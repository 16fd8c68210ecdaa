//! Tab completion of the last token.

/// Outcome of a completion request.
#[derive(Debug, Clone, PartialEq, Eq)]
pub struct Completion {
    /// The line after completion (unchanged when nothing applies).
    pub line: String,
    /// Candidate keywords, two spaces apart, when more than one matched.
    pub listing: Option<String>,
}

impl Completion {
    pub(crate) fn unchanged(line: &str) -> Self {
        Self {
            line: line.to_string(),
            listing: None,
        }
    }
}

/// Replace the token starting at byte `start` using `candidates`.
///
/// A single candidate is inserted whole with a trailing space. Several
/// candidates extend the token to their longest common prefix and are
/// listed.
pub(crate) fn fill(line: &str, start: usize, candidates: &[&str]) -> Completion {
    let head = &line[..start];
    match candidates {
        [] => Completion::unchanged(line),
        [only] => Completion {
            line: format!("{head}{only} "),
            listing: None,
        },
        [first, others @ ..] => Completion {
            line: format!("{head}{}", common_prefix(first, others)),
            listing: Some(candidates.join("  ")),
        },
    }
}

/// Longest prefix of `first` shared by every string in `others`.
fn common_prefix<'a>(first: &'a str, others: &[&str]) -> &'a str {
    let mut len = first.len();
    for other in others {
        let shared = first
            .char_indices()
            .zip(other.chars())
            .take_while(|((_, a), b)| a == b)
            .last()
            .map_or(0, |((i, a), _)| i + a.len_utf8());
        len = len.min(shared);
    }
    &first[..len]
}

» BRIEF
Write down every line of the data above that includes the string "when".

» OUTPUT FOR THIS TASK
    /// The line after completion (unchanged when nothing applies).
    /// Candidate keywords, two spaces apart, when more than one matched.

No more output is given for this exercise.